Coming out of the war, America was rebuilding and expanding — and so was Highway. With renewed focus on utility and infrastructure work, the company applied its wartime-honed precision and toughness back to the civilian market. The result was a line of mechanical diggers that set the bar for durability and reliability in the field.
The gold standard for line crews across the country.
By the 1960s, Highway had carved out its place in the utility world with a machine unlike anything else: the mechanical pressure digger. Built to be simple, strong, and easy to service in the field, these units became the gold standard for line crews across the country. Brady recalls that even back then, Highway wasn’t chasing the latest gadget — we were focused on what worked. Solid steel construction, big torque numbers, and straightforward controls meant crews could drill holes in frozen ground, rocky soil, or sticky clay without a hiccup.

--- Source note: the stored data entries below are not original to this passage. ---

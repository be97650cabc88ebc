//! Closed value sets of the Bova API.
//!
//! Every enum is string backed: the snake case form is what travels on the wire and what
//! [`std::str::FromStr`] / [`TryFrom<&str>`] accept. Matching is exact, so `"RUB"` is not a
//! currency.

use error_stack::report;
use serde::{Deserialize, Serialize};
use strum::IntoEnumIterator;

use crate::errors::ApiClientError;

/// Implements exact-match parsing through the declared string forms
macro_rules! impl_enum_parse {
    ($($enum:ident),+ $(,)?) => {
        $(
            impl std::str::FromStr for $enum {
                type Err = error_stack::Report<ApiClientError>;

                fn from_str(value: &str) -> Result<Self, Self::Err> {
                    Self::iter()
                        .find(|variant| variant.as_ref() == value)
                        .ok_or_else(|| {
                            report!(ApiClientError::InvalidEnumValue {
                                type_name: stringify!($enum),
                                value: value.to_owned(),
                            })
                        })
                }
            }

            impl TryFrom<&str> for $enum {
                type Error = error_stack::Report<ApiClientError>;

                fn try_from(value: &str) -> Result<Self, Self::Error> {
                    value.parse()
                }
            }
        )+
    };
}

/// Currency of a transaction
#[derive(
    Clone,
    Copy,
    Debug,
    Eq,
    Hash,
    PartialEq,
    Serialize,
    Deserialize,
    strum::Display,
    strum::AsRefStr,
    strum::EnumIter,
)]
#[serde(rename_all = "snake_case")]
#[strum(serialize_all = "snake_case")]
pub enum Currency {
    /// Russian ruble
    Rub,
    /// Uzbekistani som
    Uzs,
}

/// How the payer transfers the money
#[derive(
    Clone,
    Copy,
    Debug,
    Eq,
    Hash,
    PartialEq,
    Serialize,
    Deserialize,
    strum::Display,
    strum::AsRefStr,
    strum::EnumIter,
)]
#[serde(rename_all = "snake_case")]
#[strum(serialize_all = "snake_case")]
pub enum PaymentMethod {
    /// Card to card transfer
    Card,
    /// SberPay
    Sberpay,
    /// Faster Payments System
    Sbp,
}

/// Lifecycle state of a P2P transaction
#[derive(
    Clone,
    Copy,
    Debug,
    Eq,
    Hash,
    PartialEq,
    Serialize,
    Deserialize,
    strum::Display,
    strum::AsRefStr,
    strum::EnumIter,
)]
#[serde(rename_all = "snake_case")]
#[strum(serialize_all = "snake_case")]
pub enum TransactionState {
    /// Created, the payer has not paid yet
    WaitingPayment,
    /// The payer reported the transfer
    Paid,
    /// Not paid in time or cancelled
    Failed,
    /// Closed as failed after review
    ClosedFailed,
    /// Closed as failed after a repeated review
    RepeatedClosedFailed,
    /// Payment confirmed
    Successed,
    /// Confirmed after review
    AcceptedSuccessed,
    /// Confirmed after a repeated review
    RepeatedAcceptedSuccessed,
    /// Under dispute review
    Reviewing,
    /// Under a repeated dispute review
    RepeatedReviewing,
}

/// Trust level the merchant assigns to the payer
#[derive(
    Clone,
    Copy,
    Debug,
    Eq,
    Hash,
    PartialEq,
    Serialize,
    Deserialize,
    strum::Display,
    strum::AsRefStr,
    strum::EnumIter,
)]
#[serde(rename_all = "snake_case")]
#[strum(serialize_all = "snake_case")]
pub enum PayeerType {
    /// Payer with a history on the merchant side
    Trust,
    /// First time deposit
    Ftd,
}

impl_enum_parse!(Currency, PaymentMethod, TransactionState, PayeerType);

#[cfg(test)]
mod tests {
    #![allow(clippy::expect_used, clippy::unwrap_used)]

    use strum::IntoEnumIterator;

    use super::{Currency, PayeerType, PaymentMethod, TransactionState};
    use crate::errors::ApiClientError;

    #[test]
    fn wire_names_match_declared_values() {
        let states: Vec<String> = TransactionState::iter().map(|s| s.to_string()).collect();
        assert_eq!(
            states,
            [
                "waiting_payment",
                "paid",
                "failed",
                "closed_failed",
                "repeated_closed_failed",
                "successed",
                "accepted_successed",
                "repeated_accepted_successed",
                "reviewing",
                "repeated_reviewing",
            ]
        );
        assert_eq!(Currency::Uzs.to_string(), "uzs");
        assert_eq!(PaymentMethod::Sberpay.as_ref(), "sberpay");
        assert_eq!(PayeerType::Ftd.as_ref(), "ftd");
    }

    #[test]
    fn every_value_parses_back_from_its_string_form() {
        for currency in Currency::iter() {
            assert_eq!(Currency::try_from(currency.as_ref()).unwrap(), currency);
        }
        for method in PaymentMethod::iter() {
            assert_eq!(PaymentMethod::try_from(method.as_ref()).unwrap(), method);
        }
        for state in TransactionState::iter() {
            assert_eq!(state.to_string().parse::<TransactionState>().unwrap(), state);
        }
        for payeer_type in PayeerType::iter() {
            assert_eq!(PayeerType::try_from(payeer_type.as_ref()).unwrap(), payeer_type);
        }
    }

    #[test]
    fn unknown_values_are_rejected() {
        let error = Currency::try_from("usd").expect_err("usd is not declared");
        assert_eq!(
            error.current_context(),
            &ApiClientError::InvalidEnumValue {
                type_name: "Currency",
                value: "usd".to_string(),
            }
        );

        assert!(Currency::try_from("RUB").is_err());
        assert!(PaymentMethod::try_from("").is_err());
        assert!(TransactionState::try_from("created").is_err());
        assert!(PayeerType::try_from("trusted").is_err());
    }

    #[test]
    fn serde_uses_the_same_names() {
        let json = serde_json::to_string(&TransactionState::RepeatedAcceptedSuccessed).unwrap();
        assert_eq!(json, r#""repeated_accepted_successed""#);

        let method: PaymentMethod = serde_json::from_str(r#""sbp""#).unwrap();
        assert_eq!(method, PaymentMethod::Sbp);
    }
}
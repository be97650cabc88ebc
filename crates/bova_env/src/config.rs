//!
//! Log configuration.
//!

use serde::Deserialize;

/// Log config settings.
#[derive(Debug, Deserialize, Clone, Default)]
#[serde(default)]
pub struct Log {
    /// Logging to a console.
    pub console: LogConsole,
}

/// Logging to a console.
#[derive(Debug, Deserialize, Clone)]
#[serde(default)]
pub struct LogConsole {
    /// Whether you want to see log in your terminal.
    pub enabled: bool,
    /// What you see in your terminal.
    pub level: Level,
    /// Log format
    pub log_format: LogFormat,
}

impl Default for LogConsole {
    fn default() -> Self {
        Self {
            enabled: true,
            level: Level(tracing::Level::INFO),
            log_format: LogFormat::Default,
        }
    }
}

/// Describes the level of verbosity of a span or event.
#[derive(Debug, Clone, Copy, PartialEq, Eq)]
pub struct Level(pub(super) tracing::Level);

impl Level {
    /// Returns the most verbose [`tracing::Level`]
    pub fn into_level(self) -> tracing::Level {
        self.0
    }
}

impl From<tracing::Level> for Level {
    fn from(level: tracing::Level) -> Self {
        Self(level)
    }
}

impl<'de> Deserialize<'de> for Level {
    fn deserialize<D>(deserializer: D) -> Result<Self, D::Error>
    where
        D: serde::Deserializer<'de>,
    {
        use std::str::FromStr as _;

        let s = String::deserialize(deserializer)?;
        tracing::Level::from_str(&s)
            .map(Level)
            .map_err(serde::de::Error::custom)
    }
}

/// Telemetry / tracing.
#[derive(Debug, Default, Deserialize, Clone, Copy, PartialEq, Eq, strum::Display)]
#[serde(rename_all = "snake_case")]
#[strum(serialize_all = "snake_case")]
pub enum LogFormat {
    /// Default pretty log format
    #[default]
    Default,
    /// JSON based structured logging
    Json,
}
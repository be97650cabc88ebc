//! Errors of the client surface

pub use common_utils::errors::CustomResult;

/// Failure of a client operation
#[derive(Debug, Clone, PartialEq, Eq, thiserror::Error)]
pub enum ApiClientError {
    /// A mandatory builder or settings value is absent or empty
    #[error("Missing required configuration: {field_name}")]
    MissingConfiguration {
        /// Name of the missing value
        field_name: &'static str,
    },
    /// The request body could not be built
    #[error("Failed to serialize the request body")]
    SerializationFailure,
    /// The request could not be sent or its response could not be read
    #[error("Failed to send the request: {0}")]
    TransportFailure(String),
    /// The remote answered with a status other than 200
    #[error("Received unexpected status code {status_code}")]
    UnexpectedStatus {
        /// Received HTTP status
        status_code: u16,
    },
    /// A 200 response body did not match the expected shape
    #[error("Failed to decode the response body")]
    DecodeFailure,
    /// A string is not one of the declared values of an enum
    #[error("Invalid {type_name} value: {value:?}")]
    InvalidEnumValue {
        /// Name of the enum
        type_name: &'static str,
        /// Rejected input
        value: String,
    },
    /// The default HTTP client could not be constructed
    #[error("Failed to construct the HTTP client")]
    ClientConstructionFailed,
}
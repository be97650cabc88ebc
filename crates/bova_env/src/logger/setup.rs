//!
//! Setup logging subsystem.
//!

use tracing_appender::non_blocking::WorkerGuard;
use tracing_subscriber::{
    filter, fmt, layer::SubscriberExt, util::SubscriberInitExt, EnvFilter, Layer,
};

use crate::{config, Level};

/// Keeps the non-blocking writers alive; logs stop being flushed once it is dropped.
#[derive(Debug)]
pub struct TelemetryGuard {
    _log_guards: Vec<WorkerGuard>,
}

/// Failure to install the global subscriber.
#[derive(Debug, thiserror::Error)]
pub enum SetupError {
    /// A global subscriber was already installed in this process.
    #[error("Failed to install the global tracing subscriber: {0}")]
    SubscriberInit(#[from] tracing_subscriber::util::TryInitError),
}

///
/// Install the global tracing subscriber.
/// Expects config and list of names of crates to watch.
///
/// Events of the watched crates pass at the configured console level, everything else
/// at `WARN`. `RUST_LOG` narrows the result further.
///
pub fn setup<Str: AsRef<str>>(
    conf: &config::Log,
    service_name: &str,
    crates_to_watch: Vec<Str>,
) -> Result<TelemetryGuard, SetupError> {
    let mut guards = Vec::new();

    let subscriber = tracing_subscriber::registry().with(
        EnvFilter::builder()
            .with_default_directive(Level::TRACE.into())
            .from_env_lossy(),
    );

    if conf.console.enabled {
        let (console_writer, guard) = tracing_appender::non_blocking(std::io::stdout());
        guards.push(guard);

        let level = conf.console.level.into_level();
        let mut console_filter = filter::Targets::new().with_default(Level::WARN);
        for acrate in crates_to_watch {
            console_filter = console_filter.with_target(acrate.as_ref(), level);
        }

        match conf.console.log_format {
            config::LogFormat::Default => {
                let logging_layer = fmt::layer()
                    .with_timer(fmt::time::time())
                    .with_span_events(fmt::format::FmtSpan::ACTIVE)
                    .pretty()
                    .with_writer(console_writer);

                subscriber
                    .with(logging_layer.with_filter(console_filter))
                    .try_init()?;
            }
            config::LogFormat::Json => {
                let logging_layer = fmt::layer()
                    .json()
                    .with_current_span(true)
                    .with_span_list(true)
                    .with_writer(console_writer);

                subscriber
                    .with(logging_layer.with_filter(console_filter))
                    .try_init()?;
            }
        }
    } else {
        subscriber.try_init()?;
    };

    tracing::debug!(service = service_name, "logger initialized");

    // Returning the WorkerGuard for logs to be printed until it is dropped
    Ok(TelemetryGuard {
        _log_guards: guards,
    })
}
#[cfg(test)]
mod tests {
    use super::*;
    use crate::handler::fix_channel;
    use crate::handler::tests::ScriptedPlugin;
    use crate::http::tests::MockAsyncHttpClient;
    use crate::http::{HttpError, HttpTransactionManager};
    use crate::plugin::GeofenceTransition;
    use crate::position::SatelliteInfo;
    use crate::wsp::{geocode_channel, GeocodeQuery};
    use serde_json::json;

    fn gps_with(config: GpsHandlerConfig) -> (GpsHandler, Arc<ScriptedPlugin>) {
        let plugin = ScriptedPlugin::new();
        let handler = GpsHandler::new(Some(plugin.clone()), config);
        (handler, plugin)
    }

    fn gps() -> (GpsHandler, Arc<ScriptedPlugin>) {
        gps_with(GpsHandlerConfig::default())
    }

    fn area(id: i32) -> GeofenceArea {
        GeofenceArea {
            id,
            latitude: 37.1,
            longitude: -122.1,
            radius_m: 150.0,
        }
    }

    #[test]
    fn test_command_opcodes() {
        assert_eq!(GpsCommand::try_from(3), Ok(GpsCommand::PeriodicUpdate));
        assert_eq!(GpsCommand::PeriodicUpdate as u8, 3);
        assert_eq!(GpsCommand::try_from(0), Err(ErrorCode::WrongParameter));
        assert_eq!(GpsCommand::try_from(9), Err(ErrorCode::WrongParameter));
    }

    #[test]
    fn test_every_command_is_registered() {
        let (gps, _plugin) = gps();
        assert_eq!(gps.commands.len(), 8);
        for opcode in 1..=8u8 {
            let command = GpsCommand::try_from(opcode).unwrap();
            assert!(gps.commands.is_registered(command));
        }
    }

    #[test]
    fn test_start_pushes_position_mode() {
        let mut config = GpsHandlerConfig::default();
        config.parameters.position_mode = Some(PositionMode::MsBased);
        config.fix_interval = Duration::from_millis(500);
        let (gps, plugin) = gps_with(config);

        gps.start(HandlerType::Gps).unwrap();
        gps.start(HandlerType::Gps).unwrap();
        assert_eq!(plugin.calls(), vec!["start", "mode:ms_based:500"]);
    }

    #[test]
    fn test_enable_disable_commands() {
        let (gps, plugin) = gps();
        assert!(gps.handle_command(GpsCommand::Enable as u8, &Value::Null));
        assert_eq!(gps.state(HandlerType::Gps), HandlerState::Started);

        assert!(gps.handle_command(GpsCommand::Disable as u8, &Value::Null));
        assert_eq!(gps.state(HandlerType::Gps), HandlerState::Idle);
        assert_eq!(plugin.count("stop"), 1);
        assert!(!gps.handle_command(42, &Value::Null));
    }

    #[test]
    fn test_periodic_update_command() {
        let (gps, plugin) = gps();
        gps.start(HandlerType::Gps).unwrap();

        assert!(gps.handle_command(3, &json!({"interval": 2000})));
        assert_eq!(gps.position_mode().1, Duration::from_secs(2));
        assert!(plugin.calls().contains(&"mode:standalone:2000".to_string()));

        assert!(!gps.handle_command(3, &json!({"interval": 0})));
        assert!(!gps.handle_command(3, &json!({})));
    }

    #[test]
    fn test_extra_command() {
        let (gps, plugin) = gps();
        assert!(gps.handle_command(4, &json!({"command": "delete_aiding_data"})));
        assert!(!gps.handle_command(4, &json!({"command": 5})));
        assert_eq!(gps.send_extra_command("  "), Err(ErrorCode::WrongParameter));
        assert_eq!(plugin.count("extra:delete_aiding_data"), 1);
    }

    #[test]
    fn test_geofence_lifecycle() {
        let (gps, plugin) = gps();
        let (sink, mut rx) = tokio::sync::mpsc::unbounded_channel();
        gps.set_geofence_sink(Some(sink));

        assert!(gps.handle_command(
            5,
            &json!({"id": 7, "latitude": 37.1, "longitude": -122.1, "radius": 150.0})
        ));
        assert_eq!(gps.add_geofence(area(7)), Err(ErrorCode::DuplicateRequest));
        assert_eq!(gps.geofences(), vec![(area(7), false)]);

        let callbacks = {
            gps.start(HandlerType::Gps).unwrap();
            plugin.handle().unwrap()
        };
        let event = |id| GeofenceEvent {
            id,
            transition: GeofenceTransition::Entered,
            position: None,
        };

        callbacks.geofence(event(7));
        assert_eq!(rx.try_recv().unwrap().id, 7);

        assert!(gps.handle_command(7, &json!({"id": 7})));
        callbacks.geofence(event(7));
        assert!(rx.try_recv().is_err());

        assert!(gps.handle_command(8, &json!({"id": 7})));
        callbacks.geofence(event(99));
        assert!(rx.try_recv().is_err());

        assert!(gps.handle_command(6, &json!({"id": 7})));
        assert!(!gps.handle_command(6, &json!({"id": 7})));
        assert!(gps.geofences().is_empty());
        assert_eq!(
            plugin
                .calls()
                .into_iter()
                .filter(|c| c.contains("geofence"))
                .collect::<Vec<_>>(),
            vec![
                "add_geofence(7)",
                "pause_geofence(7)",
                "resume_geofence(7)",
                "remove_geofence(7)"
            ]
        );
    }

    #[test]
    fn test_invalid_geofence() {
        let (gps, _plugin) = gps();
        let mut bad = area(1);
        bad.latitude = 91.0;
        assert_eq!(gps.add_geofence(bad), Err(ErrorCode::WrongParameter));
        bad = area(1);
        bad.radius_m = 0.0;
        assert_eq!(gps.add_geofence(bad), Err(ErrorCode::WrongParameter));
        assert_eq!(gps.pause_geofence(1), Err(ErrorCode::WrongParameter));
    }

    #[test]
    fn test_satellite_stream() {
        let (gps, plugin) = gps();
        gps.start(HandlerType::Gps).unwrap();
        let (sink, mut rx) = tokio::sync::mpsc::unbounded_channel();

        gps.get_satellite_data(Some(sink.clone())).unwrap();
        assert_eq!(
            gps.get_satellite_data(Some(sink)),
            Err(ErrorCode::DuplicateRequest)
        );

        let callbacks = plugin.handle().unwrap();
        let sats = SatelliteData::from_satellites(vec![SatelliteInfo {
            prn: 12,
            used: true,
            ..SatelliteInfo::default()
        }]);
        callbacks.satellites(sats.clone());
        assert_eq!(rx.try_recv().unwrap().num_satellite_used(), 1);

        assert_eq!(gps.stop(HandlerType::Gps), Err(ErrorCode::RequestInProgress));
        gps.get_satellite_data(None).unwrap();
        callbacks.satellites(sats);
        assert!(rx.try_recv().is_err());
        assert_eq!(
            plugin
                .calls()
                .into_iter()
                .filter(|c| c.starts_with("get_satellite_data"))
                .collect::<Vec<_>>(),
            vec!["get_satellite_data(true)", "get_satellite_data(false)"]
        );
        gps.stop(HandlerType::Gps).unwrap();
    }

    #[test]
    fn test_nmea_stream() {
        let (gps, plugin) = gps();
        gps.start(HandlerType::Gps).unwrap();
        let (sink, mut rx) = tokio::sync::mpsc::unbounded_channel();
        gps.get_nmea_data(Some(sink)).unwrap();

        plugin.handle().unwrap().nmea(NmeaSentence {
            timestamp: 1,
            sentence: "$GPGGA,,,,,,0,,,,,,,,*66".to_string(),
        });
        assert!(rx.try_recv().unwrap().sentence.starts_with("$GPGGA"));
        gps.get_nmea_data(None).unwrap();
        assert_eq!(plugin.count("get_nmea_data(false)"), 1);
    }

    #[test]
    fn test_stream_disable_failure_still_releases() {
        let (gps, plugin) = gps();
        *plugin.fail_disable.lock() = Some(ErrorCode::Timeout);
        gps.start(HandlerType::Gps).unwrap();

        let (sat_sink, _sat_rx) = tokio::sync::mpsc::unbounded_channel();
        let (nmea_sink, _nmea_rx) = tokio::sync::mpsc::unbounded_channel();
        gps.get_satellite_data(Some(sat_sink)).unwrap();
        gps.get_nmea_data(Some(nmea_sink)).unwrap();

        assert_eq!(gps.get_satellite_data(None), Ok(()));
        assert_eq!(gps.get_nmea_data(None), Ok(()));
        assert_eq!(plugin.count("get_satellite_data(false)"), 1);
        assert_eq!(plugin.count("get_nmea_data(false)"), 1);

        // Nothing is left in flight, so the handler can stop.
        assert_eq!(gps.stop(HandlerType::Gps), Ok(()));
    }

    #[test]
    fn test_position_and_geocode_rules() {
        let (gps, plugin) = gps();
        gps.start(HandlerType::Gps).unwrap();
        let (sink, mut rx) = fix_channel();
        gps.get_position(Some(sink.clone()), HandlerType::Gps).unwrap();
        assert_eq!(
            gps.get_position(Some(sink), HandlerType::Gps),
            Err(ErrorCode::DuplicateRequest)
        );
        plugin.emit_at(37.1, -122.1);
        assert_eq!(rx.try_recv().unwrap().source, HandlerType::Gps);

        let (tx, _rx) = geocode_channel();
        assert_eq!(
            gps.get_geocode(GeocodeQuery::new("x"), Some(tx)),
            Err(ErrorCode::NotApplicableToThisHandler)
        );
    }

    #[test]
    fn test_missing_plugin() {
        let gps = GpsHandler::new(None, GpsHandlerConfig::default());
        assert!(!gps.is_available(HandlerType::Gps));
        assert_eq!(gps.start(HandlerType::Gps), Err(ErrorCode::NotAvailable));
        assert_eq!(gps.send_extra_command("x"), Err(ErrorCode::NotAvailable));
        assert!(!gps.handle_command(1, &Value::Null));
    }

    #[test]
    fn test_time_request_injects_ntp_time() {
        let server = std::net::UdpSocket::bind("127.0.0.1:0").unwrap();
        let addr = server.local_addr().unwrap();
        let responder = std::thread::spawn(move || {
            let mut buf = [0u8; 48];
            let (_, peer) = server.recv_from(&mut buf).unwrap();
            let mut reply = [0u8; 48];
            reply[0] = 0x24;
            reply[1] = 2;
            let secs = (1_700_000_000u64 + 2_208_988_800) as u32;
            reply[40..44].copy_from_slice(&secs.to_be_bytes());
            server.send_to(&reply, peer).unwrap();
        });

        let mut config = GpsHandlerConfig::default();
        config.parameters.ntp_server = Some(addr.to_string());
        let (gps, plugin) = gps_with(config);
        gps.start(HandlerType::Gps).unwrap();

        plugin.handle().unwrap().request_time();
        responder.join().unwrap();

        for _ in 0..200 {
            if !plugin.injected_time.lock().is_empty() {
                break;
            }
            std::thread::sleep(Duration::from_millis(10));
        }
        assert_eq!(plugin.injected_time.lock()[0].unix_ms, 1_700_000_000_000);
    }

    #[test]
    fn test_time_request_timeout_injects_nothing() {
        // Bound but silent, so the exchange times out.
        let silent = std::net::UdpSocket::bind("127.0.0.1:0").unwrap();

        let mut config = GpsHandlerConfig::default();
        config.parameters.ntp_server = Some(silent.local_addr().unwrap().to_string());
        config.ntp = NtpClient::new(Duration::from_millis(50));
        let (gps, plugin) = gps_with(config);
        gps.start(HandlerType::Gps).unwrap();

        plugin.handle().unwrap().request_time();
        std::thread::sleep(Duration::from_millis(300));

        assert!(plugin.injected_time.lock().is_empty());
        assert_eq!(gps.start(HandlerType::Gps), Ok(()));
    }

    #[tokio::test]
    async fn test_xtra_request_downloads_and_injects() {
        let client = MockAsyncHttpClient::ok(b"xtra-blob".to_vec());
        let mut config = GpsHandlerConfig::default();
        config.parameters.xtra_servers = vec!["https://xtra1.example.com/xtra.bin".to_string()];
        config.transport = Some(Arc::new(HttpTransactionManager::new(client.clone())));
        let (gps, plugin) = gps_with(config);
        gps.start(HandlerType::Gps).unwrap();

        plugin.handle().unwrap().request_xtra();
        for _ in 0..100 {
            if !plugin.injected_xtra.lock().is_empty() {
                break;
            }
            tokio::time::sleep(Duration::from_millis(5)).await;
        }
        assert_eq!(plugin.injected_xtra.lock()[0], b"xtra-blob".to_vec());
        assert_eq!(client.request_count(), 1);
    }

    #[tokio::test]
    async fn test_xtra_tries_every_server() {
        let client = MockAsyncHttpClient::err(HttpError::Request("refused".into()));
        let mut config = GpsHandlerConfig::default();
        config.parameters.xtra_servers = vec![
            "https://xtra1.example.com/xtra.bin".to_string(),
            "https://xtra2.example.com/xtra.bin".to_string(),
            "https://xtra3.example.com/xtra.bin".to_string(),
        ];
        config.transport = Some(Arc::new(HttpTransactionManager::new(client.clone())));
        let (gps, plugin) = gps_with(config);
        gps.start(HandlerType::Gps).unwrap();

        plugin.handle().unwrap().request_xtra();
        for _ in 0..100 {
            if client.request_count() == 3 {
                break;
            }
            tokio::time::sleep(Duration::from_millis(5)).await;
        }
        assert_eq!(
            client.requests.lock().clone(),
            vec![
                "https://xtra1.example.com/xtra.bin",
                "https://xtra2.example.com/xtra.bin",
                "https://xtra3.example.com/xtra.bin"
            ]
        );
        assert!(plugin.injected_xtra.lock().is_empty());
    }
}
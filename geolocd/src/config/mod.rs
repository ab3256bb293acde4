//! Configuration for the location daemon.
//!
//! Three sources feed the daemon:
//!
//! - `~/.geolocd/config.ini`, parsed into a [`ConfigFile`]
//! - the GPS parameter file, a sectionless `KEY=value` list parsed into
//!   [`GpsParameters`]
//! - the web-service provider JSON document, see [`crate::wsp::WspConfig`]
//!
//! Settings structs live in `settings`, constants in `defaults`, INI parsing
//! in `parser` and serialization in `writer`.

mod defaults;
mod file;
mod gps;
mod parser;
mod settings;
mod writer;

pub use defaults::*;
pub use file::{config_directory, config_file_path, ConfigFileError};
pub use gps::GpsParameters;
pub use settings::{
    ConfigFile, CriteriaSettings, DaemonSettings, GpsSettings, LoggingSettings, PluginSettings,
    StorageSettings, WspSettings,
};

The design philosophy was pure Highway: no unnecessary frills, every part easy to get to, and overbuilt where it counted. Many of these 1960s and ’80s mechanical diggers are still out there today — not just as collectors’ pieces, but still working jobs. That kind of longevity wasn’t an accident; it was the result of listening to operators, knowing the job, and building a machine that could take a lifetime of abuse.
Hydraulic pressure diggers joined the lineup.
By the late ’80s and into the ’90s, Highway was evolving — not by chasing trends, but by solving problems crews were running into every day. Hydraulic pressure diggers joined the lineup, giving operators more precision and control without sacrificing the brute strength that made Highway famous. These years saw the rise of true customization, where a customer could walk into the shop with a challenge and leave with a machine built specifically to handle it.
Brady remembers that era as one where “we were building more one-off machines than ever before.” Carriers were adapted, masts modified, controls fine-tuned — whatever it took to make the job easier and safer for the operator. This wasn’t mass production; it was Highway’s brand of low-volume, high-quality craftsmanship.
The foundation laid in the mechanical age paid off here: customers trusted that if Highway tried something new, it was going to be just as tough and reliable as the machines they’d been running for decades. That trust kept crews coming back, and it’s why so many of those ’90s-built machines are still in the dirt today.
Know the work, respect the operator
As Highway moved into the 21st century, the mission stayed the same: build the toughest, most dependable drilling equipment in the field. But the ways we delivered on that promise evolved. The FD Series foundation drills brought Highway’s reputation for brute strength into a new market, blending massive torque and depth capacity with the same operator-friendly design that’s been in our DNA since the beginning.
Customization became more than an option — it became the expectation. Every job site, every soil type, every crew has its own demands, and Highway builds to meet them. Whether it’s adapting a mast for tighter clearances, tweaking controls for better precision, or outfitting a carrier to customer specs, no two units are ever exactly alike.
Today, nearly a century after our founding, Highway equipment still turns up on job sites with 30-, 40-, even 50-year-old diggers running alongside the latest builds. That kind of legacy doesn’t happen by accident — it comes from knowing the work, respecting the operator, and refusing to cut corners. With 100 years behind us and the next century ahead, Highway is still the name crews trust when the job calls for muscle, durability, and a machine that will keep working as long as they do.